When discussing Canadian utility stocks, Fortis Inc. (TSX:FTS) tends to get all the attention.
One look at the company’s asset base and it’s easy to see why. It owns power generation facilities across Canada, the U.S., and the Caribbean, as well as owning natural gas pipelines in B.C. and Arizona. Finally, it has a collection of commercial real estate in Atlantic Canada, totaling some 2.8 million square feet, as well as a collection of hotels spanning across eight provinces.
The most impressive part of Fortis might be the company’s ability to consistently raise its dividend. The company has not only never missed a dividend since 1972, but it has raised its annual payout in each of those years. That’s a dividend growth streak unmatched by any other publicly traded Canadian company.
The only problem with Fortis is it’s expensive. Shares currently trade at 29 times the company’s trailing earnings, and is trading at nearly 20 times projected 2015 earnings. That’s rich, especially for a slow-growth utility.
So I went looking for a similar company with the same type of dividend history with a much lower valuation. I think I’ve found it with ATCO Ltd. (TSX:ACO.X), an incredibly diversified utility company.
Great operations
ATCO, through its 53% ownership of Canadian Utilities Limited (TSX:CU), is the owner of power plants, electric transmission infrastructure, and gas pipelines. It also owns 75% of a small division that manufactures temporary structures used on things like construction and oil and gas sites, with Canadian Utilities owning the other 25%.
Operations are mainly concentrated in Alberta, but the company also has significant assets in Australia. The structures division has operations around the world, and accounts for approximately 25% of the company’s earnings. The structures are heavily used by the oil and gas industry, and thus the market for them is looking to be soft in 2015.
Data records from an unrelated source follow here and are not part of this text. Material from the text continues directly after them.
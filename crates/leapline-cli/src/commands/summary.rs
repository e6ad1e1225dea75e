//! Summary command - profile a table and show chart-ready counts.

use colored::Colorize;
use leapline::LeapTable;
use leapline::analysis::{
    LeapHistogram, LeapPoint, NumericSummary, ReasonEncoding, TableProfile, leap_code_series,
    leap_histogram, profile, reason_codes, reason_counts,
};
use serde::Serialize;

use crate::cli::SourceArgs;

use super::{describe_origin, load_input};

#[derive(Serialize)]
struct SummaryReport {
    source: String,
    profile: TableProfile,
    reasons: Vec<ReasonCount>,
    histogram: LeapHistogram,
    /// Categorical code per row for `Leap_Reason`.
    encoding: ReasonEncoding,
    /// (Year, Leap_Code) points for line and scatter plots.
    series: Vec<LeapPoint>,
}

#[derive(Serialize)]
struct ReasonCount {
    reason: String,
    count: usize,
}

pub fn run(source: SourceArgs, json_output: bool) -> Result<(), Box<dyn std::error::Error>> {
    let loaded = load_input(&source)?;
    let report = build_report(describe_origin(&loaded.origin), &loaded.table);

    if json_output {
        println!("{}", serde_json::to_string_pretty(&report)?);
    } else {
        print_report(&report);
    }

    Ok(())
}

fn build_report(source: String, table: &LeapTable) -> SummaryReport {
    SummaryReport {
        source,
        profile: profile(table),
        reasons: reason_counts(table)
            .into_iter()
            .map(|(reason, count)| ReasonCount { reason, count })
            .collect(),
        histogram: leap_histogram(table),
        encoding: reason_codes(table),
        series: leap_code_series(table),
    }
}

fn print_report(report: &SummaryReport) {
    let profile = &report.profile;

    println!("{} {}", "Summary of".cyan().bold(), report.source.white());
    println!();

    println!("{}", "Shape:".yellow().bold());
    println!("  Rows:           {}", profile.rows.to_string().white());
    println!("  Columns:        {}", profile.columns.to_string().white());
    println!("  Leap years:     {}", profile.leap_years.to_string().green());
    if profile.duplicate_rows > 0 {
        println!(
            "  Duplicate rows: {}",
            profile.duplicate_rows.to_string().yellow()
        );
    }
    println!();

    println!("{}", "Missing values:".yellow().bold());
    for (column, count) in &profile.missing {
        let count = if *count == 0 {
            count.to_string().green()
        } else {
            count.to_string().red()
        };
        println!("  {:<16} {}", column, count);
    }
    println!();

    println!("{}", "Numeric columns:".yellow().bold());
    println!(
        "  {:<16} {:>6} {:>10} {:>10} {:>10} {:>10} {:>10}",
        "Column", "Count", "Mean", "Median", "Min", "Max", "Std"
    );
    for summary in &profile.numeric {
        print_numeric(summary);
    }
    println!();

    println!("{}", "Leap reasons:".yellow().bold());
    for entry in &report.reasons {
        let code = report
            .encoding
            .categories
            .iter()
            .position(|c| *c == entry.reason)
            .map_or_else(|| "-".to_string(), |i| i.to_string());
        println!(
            "  [{}] {:<30} {}",
            code.dimmed(),
            entry.reason,
            entry.count.to_string().white()
        );
    }
    if let (Some(first), Some(last)) = (report.series.first(), report.series.last()) {
        println!(
            "  {} points from {} to {}",
            report.series.len(),
            first.year,
            last.year
        );
    }
    println!();

    let histogram = &report.histogram;
    let total = histogram.leap + histogram.non_leap;
    let bar_width = 30;
    let filled = if total == 0 {
        0
    } else {
        (histogram.leap as f64 / total as f64 * bar_width as f64).round() as usize
    };
    let bar: String = "█".repeat(filled) + &"░".repeat(bar_width - filled);
    println!(
        "Leap share: {} {}/{}",
        bar.cyan(),
        histogram.leap.to_string().green().bold(),
        total
    );
}

fn print_numeric(summary: &NumericSummary) {
    let cell = |v: Option<f64>| v.map_or_else(|| "-".to_string(), |v| format!("{:.3}", v));
    println!(
        "  {:<16} {:>6} {:>10} {:>10} {:>10} {:>10} {:>10}",
        summary.column,
        summary.count,
        cell(summary.mean),
        cell(summary.median),
        cell(summary.min),
        cell(summary.max),
        cell(summary.std)
    );
}

#[cfg(test)]
mod tests {
    use super::*;
    use leapline::generate_sample;

    #[test]
    fn test_report_carries_encoding_and_series() {
        let table = generate_sample(1999, 2001);
        let report = build_report("sample".to_string(), &table);

        assert_eq!(report.encoding.codes.len(), 3);
        assert_eq!(
            report.encoding.categories,
            vec!["Divisible by 400", "Not divisible by 4"]
        );
        assert_eq!(report.encoding.codes, vec![1, 0, 1]);
        assert_eq!(
            report.series.iter().map(|p| p.leap_code).collect::<Vec<_>>(),
            vec![0, 1, 0]
        );

        let json = serde_json::to_value(&report).unwrap();
        assert!(json["encoding"]["categories"].is_array());
        assert_eq!(json["series"][1]["year"], 2000);
    }
}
Still, it’s tough to understate just how much of the Albertan natural gas market ATCO owns. If you live in Alberta and have heating in your house, it’s very likely that ATCO supplies it. That’s a great business to be in.
Solid valuation
If ATCO is just a holding company with a division that makes temporary buildings, why own it? Why not just buy Canadian Utilities and be done with it?
One simple reason—valuation.
ATCO is currently trading at just 13.8 times earnings, and is trading at 13.7 times expected 2015 earnings. Essentially, analysts are expecting the utilities business to grow modestly, while the structures business will be weak. The net effect is the two will cancel themselves out.
Meanwhile, Canadian Utilities trades at 17.3 times current earnings, and trades at 17.2 times expected 2015 earnings. The market predicts it will have the same anemic growth rate as ATCO, which makes sense considering how interconnected the two companies are.
If that’s the case, ATCO is a screaming buy compared to its subsidiary. Investors can buy ATCO at a 20% discount to Canadian Utilities, and a 35% discount to Fortis’s projected 2015 multiple.
Dividend history
Although ATCO only has a current yield of 2.1%, it has a stellar dividend growth history that’s almost comparable to Fortis’s, but it hardly ever gets brought up.
In 1993, the company paid out just $0.06 annually in dividends adjusted for splits. After recently announcing another dividend increase for 2015, the current payout is now $1 per share annually. That’s a compound annual growth rate of 12.5% over the course of more than two decades.
The number of Canadian companies with that kind of dividend growth are few and far between. Canadian banks all paused dividend growth during the Great Recession, and even the telecoms have had issues in that time. ATCO’s dividend history truly makes it an elite company.
This great company doesn’t get the attention its peers attract, which might be a good thing. If ATCO can trade at the level of its peers, it has a potential upside of at least 25%. That, combined with the fantastic dividend history, make this stock a buy.